Getting Out

Lucas Dixon
GC_Entrepreneur
Published in
5 min readJun 27, 2018

This post was originally written for an internal blog at my home department at Infrastructure Canada. It’s an example of the kind of communication the GCEs do within our own departments to share our experiences. It has been edited slightly from the original to adjust for the audience here on Medium. Il est disponible en francais aussi.

As a cohort of GCEs, we’re all being trained on a whole breadth of innovation methods. But here’s the thing: I’m not a big fan of professional training. I love to learn, but I find professional training is too often done in a nondescript classroom with a generic slide deck projected on a dim screen. Yawn. A few weeks ago, however, I had the opportunity to do the most exhilarating training I’ve ever done, and I wanted to share it with all of you.

The start of our training, being led by Dr. Sarah Schulman from InWIthForward. We only did a little bit of traditional ‘training’ with the slide presentation before going outside.

The day-long training was a “Thick Data Taster” and it was given by InWithForward in Toronto. This organization sets up partnerships with social service organizations to design and deliver social programs in a more ‘human’ way.

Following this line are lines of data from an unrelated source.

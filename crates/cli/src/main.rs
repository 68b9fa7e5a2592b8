//! CLI entry point for the video rotator
//!
//! Parses command line arguments, layers them over the configuration file,
//! runs one batch and renders its progress on the terminal.

use clap::Parser;
use std::path::{Path, PathBuf};
use std::process::ExitCode;
use std::sync::Arc;
use tracing::{error, info, warn};
use tracing_subscriber::EnvFilter;
use video_rotator::config::LoggingConfig;
use video_rotator::{
    gather_inputs, Acceleration, BatchParams, BatchReport, BatchScheduler, ChannelReporter,
    Config, ExistingOutput, LogFormat, OutputPolicy, ProgressEvent, Rotation, SchedulerError,
    TimeRemaining,
};

/// Video Rotator - rotate batches of videos with ffmpeg
#[derive(Parser, Debug)]
#[command(name = "video-rotator")]
#[command(author, version, about, long_about = None)]
struct Args {
    /// Video files or directories to process
    #[arg(required = true)]
    paths: Vec<PathBuf>,

    /// Path to the configuration file
    #[arg(short, long, default_value = "video-rotator.toml")]
    config: PathBuf,

    /// Rotation: cw, ccw or 180
    #[arg(short, long)]
    rotation: Option<Rotation>,

    /// Text appended to each output file name
    #[arg(short, long)]
    suffix: Option<String>,

    /// Where outputs go: same_as_source, fixed_location or custom
    #[arg(long)]
    output_policy: Option<OutputPolicy>,

    /// Output directory (implies the custom policy)
    #[arg(short, long)]
    output_dir: Option<PathBuf>,

    /// Put outputs into a rotated_videos_YYYYMMDD subdirectory
    #[arg(long)]
    dated_subdir: bool,

    /// Hardware acceleration: none, nvenc, qsv or amf
    #[arg(short, long)]
    acceleration: Option<Acceleration>,

    /// Number of videos encoded at once (0 = derive from CPU count)
    #[arg(short = 'j', long)]
    concurrency: Option<u32>,

    /// What to do when an output file exists: overwrite or fail
    #[arg(long)]
    existing_output: Option<ExistingOutput>,

    /// Write the final report as JSON to this file
    #[arg(long)]
    report: Option<PathBuf>,

    /// Skip the encoder probe at startup
    #[arg(long, default_value = "false")]
    skip_checks: bool,

    /// Log filter when RUST_LOG is unset (e.g. debug, video_rotator=trace)
    #[arg(long)]
    log_level: Option<String>,
}

impl Args {
    /// Layer command line flags over the loaded configuration.
    fn apply_to(&self, config: &mut Config) {
        let p = &mut config.processing;
        if let Some(rotation) = self.rotation {
            p.rotation = rotation;
        }
        if let Some(suffix) = &self.suffix {
            p.suffix = suffix.clone();
        }
        if let Some(dir) = &self.output_dir {
            p.output_dir = Some(dir.clone());
            p.output_policy = OutputPolicy::Custom;
        }
        if let Some(policy) = self.output_policy {
            p.output_policy = policy;
        }
        if self.dated_subdir {
            p.create_dated_subdir = true;
        }
        if let Some(acceleration) = self.acceleration {
            p.acceleration = acceleration;
        }
        if let Some(concurrency) = self.concurrency {
            p.concurrency = concurrency;
        }
        if let Some(existing) = self.existing_output {
            p.existing_output = existing;
        }
        if let Some(level) = &self.log_level {
            config.logging.level = level.clone();
        }
    }
}

fn init_tracing(logging: &LoggingConfig) {
    // RUST_LOG wins over the configured level
    let filter = EnvFilter::try_from_default_env()
        .unwrap_or_else(|_| EnvFilter::new(&logging.level));
    let builder = tracing_subscriber::fmt()
        .with_env_filter(filter)
        .with_writer(std::io::stderr);

    match logging.format {
        LogFormat::Pretty => builder.pretty().init(),
        LogFormat::Compact => builder.compact().init(),
        LogFormat::Json => builder.json().init(),
    }
}

/// Prints reporter events on stdout.
#[derive(Default)]
struct Console {
    remaining: Option<TimeRemaining>,
    last_overall: f32,
}

impl Console {
    fn render(&mut self, event: ProgressEvent) {
        match event {
            ProgressEvent::Log { message } => println!("{}", message),
            ProgressEvent::Status { message } => println!("== {}", message),
            ProgressEvent::TimeRemaining { remaining } => self.remaining = Some(remaining),
            ProgressEvent::Progress { overall, .. } => {
                // Per-file progress arrives many times a second; only batch steps are printed
                if overall > self.last_overall {
                    self.last_overall = overall;
                    match self.remaining {
                        Some(remaining) if overall < 100.0 => {
                            println!("[{:5.1}%] remaining {}", overall, remaining)
                        }
                        _ => println!("[{:5.1}%]", overall),
                    }
                }
            }
        }
    }
}

fn write_report(path: &Path, report: &BatchReport) {
    match report.to_json() {
        Ok(json) => match std::fs::write(path, json) {
            Ok(()) => info!(path = %path.display(), "report written"),
            Err(e) => error!(path = %path.display(), error = %e, "failed to write report"),
        },
        Err(e) => error!(error = %e, "failed to serialize report"),
    }
}

async fn run(args: Args, config: Config) -> Result<BatchReport, SchedulerError> {
    let inputs = gather_inputs(&args.paths)?;
    let params = BatchParams::from_config(&config);

    let (reporter, mut rx) = ChannelReporter::channel();
    let scheduler = BatchScheduler::from_config(&config, Arc::new(reporter))?;

    if args.skip_checks || !config.encoder.check_on_startup {
        warn!("Skipping encoder startup checks");
    } else {
        let version = scheduler.preflight(&params).await?;
        info!(version = %version, "using {}", scheduler.program().display());
    }

    let printer = tokio::spawn(async move {
        let mut console = Console::default();
        while let Some(event) = rx.recv().await {
            console.render(event);
        }
    });

    let stopper = scheduler.clone();
    let ctrl_c = tokio::spawn(async move {
        if tokio::signal::ctrl_c().await.is_ok() {
            eprintln!("Interrupted, stopping...");
            stopper.request_stop();
        }
    });

    let result = scheduler.process_batch(inputs, &params).await;

    // Release every reporter handle so the printer sees the channel close
    ctrl_c.abort();
    let _ = ctrl_c.await;
    drop(scheduler);
    let _ = printer.await;

    let report = result?;
    if let Some(path) = &args.report {
        write_report(path, &report);
    }
    Ok(report)
}

#[tokio::main]
async fn main() -> ExitCode {
    let args = Args::parse();

    let mut config = match Config::load_or_default(&args.config) {
        Ok(config) => config,
        Err(e) => {
            eprintln!("Failed to load configuration {}: {}", args.config.display(), e);
            return ExitCode::FAILURE;
        }
    };
    args.apply_to(&mut config);
    init_tracing(&config.logging);

    match run(args, config).await {
        Ok(report) if report.all_succeeded() => ExitCode::SUCCESS,
        Ok(_) => ExitCode::FAILURE,
        Err(e) => {
            error!("{}", e);
            eprintln!("Error: {}", e);
            ExitCode::FAILURE
        }
    }
}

In practice, this means combining the expertise of sociologists, designers, anthropologists and evaluators to try to make social programs better respond to the needs of their users.

So what does this have to do with me? I’m not a social policymaker. But InWithForward was asking all of us to think about social programs because they’re a tangible way to understand the benefits of ‘thick data.’ When you think about designing a policy or program, you’re likely going to want to rely on insights from large sets of observations, something you might call ‘big data.’ But at the opposite end of big data is thick data: it’s the qualitative, deep insights that comes from understanding a single person’s experience in interacting with a system.

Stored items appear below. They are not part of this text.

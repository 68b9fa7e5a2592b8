//! Configuration module for the video rotator
//!
//! Handles loading configuration from TOML files and environment variable overrides.

pub mod config;

pub use config::*;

The morning of this “Thick Data Taster” training was learning a long version of what I just wrote in the above paragraph, along with tools and skills to collect thick data. And then as we approached lunch, one of the experts leading the training said something that caught me off guard: we’d be split into groups of two and given a place in the city to do our own thick data collection in real time during the afternoon.

This was our assignment card telling Laura and I to go to a nearby hospital. Our notional starting topic when talking to people was stress, but it was only for a jumping off point for talking to people about a whole range of topics.

This kind of exercise is what InWithForward calls an “ethnography deep dive,” getting us out of our cushy training/office environment to see and sense challenges individual people face in the very contexts in which those challenges are actually experienced. No calling a formal consultation meeting hosted in a government meeting room; no long, academic surveys; no pre-selected focus groups. Just collecting thick data to get a rich picture of a few individuals’ whole lives. I was placed with my colleague Laura from the Canadian Food Inspection Agency, and we were assigned a hospital in the west end of downtown Toronto. Our task? Listen the sounds of the hospital, watch the way people interact with the building, and talk to people. We were expected to have detailed, full conversations with at least 3 people in order to be able to build anonymous, thick data ‘profiles’ of those people by the end of our 3 hours.

I’m a classic introvert, so talking to strangers on any day is a daunting prospect. But nonetheless, Laura and I hopped on the Queen St streetcar to the hospital. And once we got there, we started to talk to people. It was hard at first, but got easier over time to approach strangers to chat. I can’t tell you about the specific people that Laura and I met for ethical reasons, but I can tell you that it was about as odd an experience as it sounds. Lots of people didn’t want to talk, and almost everyone seemed a bit confused by us. But a few people really opened up, and it was fascinating to ask them about their experiences using the hospital and then broadening the conversation to learn about their whole lives: their children, their jobs, their hobbies, their stresses. This was human experience data that no dataset on hospital wait times or client satisfaction could give us.

These were our anonymous people ‘profiles’ being sorted on the ground against different axes to discover interesting similarities, differences, and trends among the people to whom we talked.

When the whole group of GCEs reassembled a few hours later, we compared our experiences. Some people were assigned to coffee shops, other people to social housing complexes, and still others to places like the LCBO. Some pairs had emotionally deep experiences with the people they met, and other pairs had really superficial interactions. But nearly all of us had a strong reaction to the process, whether positively or negatively; talk about getting us out of our comfort zones!

We took our new thick data and made anonymous ‘profiles’ of the people we met, and then discussed what insights we could draw from the small group of strangers we had just met. It was fascinating and completely unlike anything I’d ever done before. If this were a real experience, we’d be able to combine these insights with large data sets or academic literature to design a more resilient, responsive policy or program.

This training was an important and refreshing reminder that ‘regular’ data, and its attendant statistics and trends, isn’t the only kind of data that we should find valuable in making policy or designing programs. Combining big data with thick data can make for a richer experience, as long as you’re willing to get out of your comfort zone to collect it.

Laura and I took some valuable time out of our afternoon to take a selfie, because we’re incorrigible millennials.